Throughout the records below, find each line holding "when" and copy it.

Records provided: Begin

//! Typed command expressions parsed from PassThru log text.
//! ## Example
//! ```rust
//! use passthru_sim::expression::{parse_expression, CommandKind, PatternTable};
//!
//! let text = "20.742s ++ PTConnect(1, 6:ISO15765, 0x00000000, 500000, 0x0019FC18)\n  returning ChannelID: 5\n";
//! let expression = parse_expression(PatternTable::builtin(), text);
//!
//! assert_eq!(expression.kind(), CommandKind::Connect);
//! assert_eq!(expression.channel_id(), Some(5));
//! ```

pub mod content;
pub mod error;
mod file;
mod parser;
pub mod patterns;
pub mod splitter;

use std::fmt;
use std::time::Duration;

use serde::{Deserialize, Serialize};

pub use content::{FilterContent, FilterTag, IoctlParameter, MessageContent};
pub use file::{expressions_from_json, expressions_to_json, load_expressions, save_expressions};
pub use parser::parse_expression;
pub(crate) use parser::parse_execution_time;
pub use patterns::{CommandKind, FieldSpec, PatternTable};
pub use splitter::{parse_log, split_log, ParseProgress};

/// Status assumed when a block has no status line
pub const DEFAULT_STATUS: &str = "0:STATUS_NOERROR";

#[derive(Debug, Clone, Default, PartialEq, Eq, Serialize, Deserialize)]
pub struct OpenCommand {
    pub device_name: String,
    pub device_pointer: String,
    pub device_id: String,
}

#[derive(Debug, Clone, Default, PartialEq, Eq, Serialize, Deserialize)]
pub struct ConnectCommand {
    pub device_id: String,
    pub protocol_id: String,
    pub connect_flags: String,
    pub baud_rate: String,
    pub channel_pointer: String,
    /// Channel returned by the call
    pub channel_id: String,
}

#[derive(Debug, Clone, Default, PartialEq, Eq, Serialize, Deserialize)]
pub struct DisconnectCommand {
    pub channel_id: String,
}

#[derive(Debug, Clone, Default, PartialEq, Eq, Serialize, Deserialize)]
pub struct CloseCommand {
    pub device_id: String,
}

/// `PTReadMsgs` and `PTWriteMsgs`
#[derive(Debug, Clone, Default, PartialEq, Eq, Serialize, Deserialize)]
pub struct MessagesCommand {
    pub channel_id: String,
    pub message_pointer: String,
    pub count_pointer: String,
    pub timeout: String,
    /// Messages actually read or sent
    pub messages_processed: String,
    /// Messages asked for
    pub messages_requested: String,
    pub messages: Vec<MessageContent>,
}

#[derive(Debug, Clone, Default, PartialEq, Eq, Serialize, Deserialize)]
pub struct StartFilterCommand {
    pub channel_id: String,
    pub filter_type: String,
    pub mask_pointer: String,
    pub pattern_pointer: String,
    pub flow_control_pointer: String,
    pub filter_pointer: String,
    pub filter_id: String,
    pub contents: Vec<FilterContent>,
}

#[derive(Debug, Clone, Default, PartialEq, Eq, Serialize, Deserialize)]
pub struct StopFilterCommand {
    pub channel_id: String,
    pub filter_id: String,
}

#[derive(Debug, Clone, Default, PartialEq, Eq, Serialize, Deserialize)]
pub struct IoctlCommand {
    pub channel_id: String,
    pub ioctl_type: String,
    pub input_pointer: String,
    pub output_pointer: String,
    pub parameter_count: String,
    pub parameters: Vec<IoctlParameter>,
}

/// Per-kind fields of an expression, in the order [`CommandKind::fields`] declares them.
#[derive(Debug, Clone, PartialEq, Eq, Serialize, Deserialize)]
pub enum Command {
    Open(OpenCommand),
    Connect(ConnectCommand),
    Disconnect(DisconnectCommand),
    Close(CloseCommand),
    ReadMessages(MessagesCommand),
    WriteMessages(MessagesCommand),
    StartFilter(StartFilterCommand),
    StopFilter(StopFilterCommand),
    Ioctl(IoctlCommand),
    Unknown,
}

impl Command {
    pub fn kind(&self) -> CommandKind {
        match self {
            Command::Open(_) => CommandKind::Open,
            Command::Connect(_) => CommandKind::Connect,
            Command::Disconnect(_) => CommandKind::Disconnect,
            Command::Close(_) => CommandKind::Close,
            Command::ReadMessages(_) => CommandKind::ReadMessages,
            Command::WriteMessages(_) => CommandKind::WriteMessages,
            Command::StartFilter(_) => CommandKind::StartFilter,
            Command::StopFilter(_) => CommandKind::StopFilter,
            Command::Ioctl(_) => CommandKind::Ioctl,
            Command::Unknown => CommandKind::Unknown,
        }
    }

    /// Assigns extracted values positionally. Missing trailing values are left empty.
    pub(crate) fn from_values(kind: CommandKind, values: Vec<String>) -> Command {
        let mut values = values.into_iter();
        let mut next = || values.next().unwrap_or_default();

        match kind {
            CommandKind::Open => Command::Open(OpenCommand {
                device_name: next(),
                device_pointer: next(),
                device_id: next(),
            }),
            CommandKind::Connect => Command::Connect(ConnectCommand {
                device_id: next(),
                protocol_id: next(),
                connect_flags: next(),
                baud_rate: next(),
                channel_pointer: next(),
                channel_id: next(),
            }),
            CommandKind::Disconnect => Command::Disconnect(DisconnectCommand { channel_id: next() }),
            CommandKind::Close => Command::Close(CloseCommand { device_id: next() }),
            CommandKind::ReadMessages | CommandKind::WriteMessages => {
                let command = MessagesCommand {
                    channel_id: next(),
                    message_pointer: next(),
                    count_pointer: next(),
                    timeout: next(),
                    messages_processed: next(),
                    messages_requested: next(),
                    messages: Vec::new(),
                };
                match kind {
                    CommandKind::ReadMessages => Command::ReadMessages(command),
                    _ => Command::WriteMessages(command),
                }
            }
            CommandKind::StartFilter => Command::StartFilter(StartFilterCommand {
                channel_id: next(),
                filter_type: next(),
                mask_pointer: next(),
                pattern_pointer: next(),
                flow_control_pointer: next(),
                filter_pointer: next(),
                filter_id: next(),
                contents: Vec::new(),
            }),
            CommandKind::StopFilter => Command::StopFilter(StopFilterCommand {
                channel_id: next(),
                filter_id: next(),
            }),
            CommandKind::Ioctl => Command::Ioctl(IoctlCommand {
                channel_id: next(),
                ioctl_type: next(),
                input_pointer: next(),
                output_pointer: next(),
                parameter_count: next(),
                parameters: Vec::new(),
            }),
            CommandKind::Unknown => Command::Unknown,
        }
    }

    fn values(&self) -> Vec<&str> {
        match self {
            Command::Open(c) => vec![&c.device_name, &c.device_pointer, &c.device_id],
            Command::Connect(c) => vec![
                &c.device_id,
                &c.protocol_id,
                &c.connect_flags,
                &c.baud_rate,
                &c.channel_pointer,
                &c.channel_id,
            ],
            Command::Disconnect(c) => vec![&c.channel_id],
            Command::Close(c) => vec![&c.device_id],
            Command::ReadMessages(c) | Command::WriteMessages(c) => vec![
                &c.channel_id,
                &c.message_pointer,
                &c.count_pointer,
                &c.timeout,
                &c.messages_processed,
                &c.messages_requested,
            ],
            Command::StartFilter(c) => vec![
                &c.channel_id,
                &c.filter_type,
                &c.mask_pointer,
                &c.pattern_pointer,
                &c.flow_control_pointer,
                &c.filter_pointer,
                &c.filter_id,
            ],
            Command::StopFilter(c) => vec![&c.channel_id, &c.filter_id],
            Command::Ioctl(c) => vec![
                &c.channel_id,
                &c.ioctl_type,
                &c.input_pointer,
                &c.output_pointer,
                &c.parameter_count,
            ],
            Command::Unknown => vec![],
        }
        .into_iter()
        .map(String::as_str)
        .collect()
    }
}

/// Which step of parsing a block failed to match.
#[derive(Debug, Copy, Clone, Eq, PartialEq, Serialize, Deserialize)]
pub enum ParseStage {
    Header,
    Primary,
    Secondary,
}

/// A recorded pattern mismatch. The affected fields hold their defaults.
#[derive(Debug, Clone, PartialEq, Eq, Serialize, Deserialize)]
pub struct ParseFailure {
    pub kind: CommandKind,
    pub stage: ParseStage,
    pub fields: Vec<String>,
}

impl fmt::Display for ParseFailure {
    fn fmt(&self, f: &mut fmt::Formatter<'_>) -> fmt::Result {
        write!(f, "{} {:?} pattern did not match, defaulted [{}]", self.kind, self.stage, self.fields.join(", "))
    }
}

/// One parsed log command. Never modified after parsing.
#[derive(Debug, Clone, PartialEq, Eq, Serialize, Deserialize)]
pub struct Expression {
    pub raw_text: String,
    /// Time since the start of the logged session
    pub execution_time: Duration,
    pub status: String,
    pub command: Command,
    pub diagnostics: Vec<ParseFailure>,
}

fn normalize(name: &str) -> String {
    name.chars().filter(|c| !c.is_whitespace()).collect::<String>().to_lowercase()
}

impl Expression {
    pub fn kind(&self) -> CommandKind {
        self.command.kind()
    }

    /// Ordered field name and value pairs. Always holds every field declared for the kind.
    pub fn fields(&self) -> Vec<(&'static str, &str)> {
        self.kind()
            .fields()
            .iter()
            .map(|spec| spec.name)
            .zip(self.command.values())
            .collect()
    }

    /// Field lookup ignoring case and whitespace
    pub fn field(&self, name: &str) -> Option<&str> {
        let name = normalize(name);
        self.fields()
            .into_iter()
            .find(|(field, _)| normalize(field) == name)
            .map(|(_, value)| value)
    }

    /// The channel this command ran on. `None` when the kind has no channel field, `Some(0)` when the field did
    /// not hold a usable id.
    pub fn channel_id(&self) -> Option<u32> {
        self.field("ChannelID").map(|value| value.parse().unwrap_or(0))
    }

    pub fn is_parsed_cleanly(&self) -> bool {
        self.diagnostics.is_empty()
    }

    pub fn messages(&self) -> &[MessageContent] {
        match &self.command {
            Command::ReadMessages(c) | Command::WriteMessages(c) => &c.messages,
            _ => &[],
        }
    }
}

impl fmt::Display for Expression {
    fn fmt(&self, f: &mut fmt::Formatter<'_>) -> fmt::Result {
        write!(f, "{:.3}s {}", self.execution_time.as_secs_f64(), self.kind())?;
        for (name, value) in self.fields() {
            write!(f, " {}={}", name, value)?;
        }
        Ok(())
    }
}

Records provided: End

_Answer box_.
/// Status assumed when a block has no status line
    /// The channel this command ran on. `None` when the kind has no channel field, `Some(0)` when the field did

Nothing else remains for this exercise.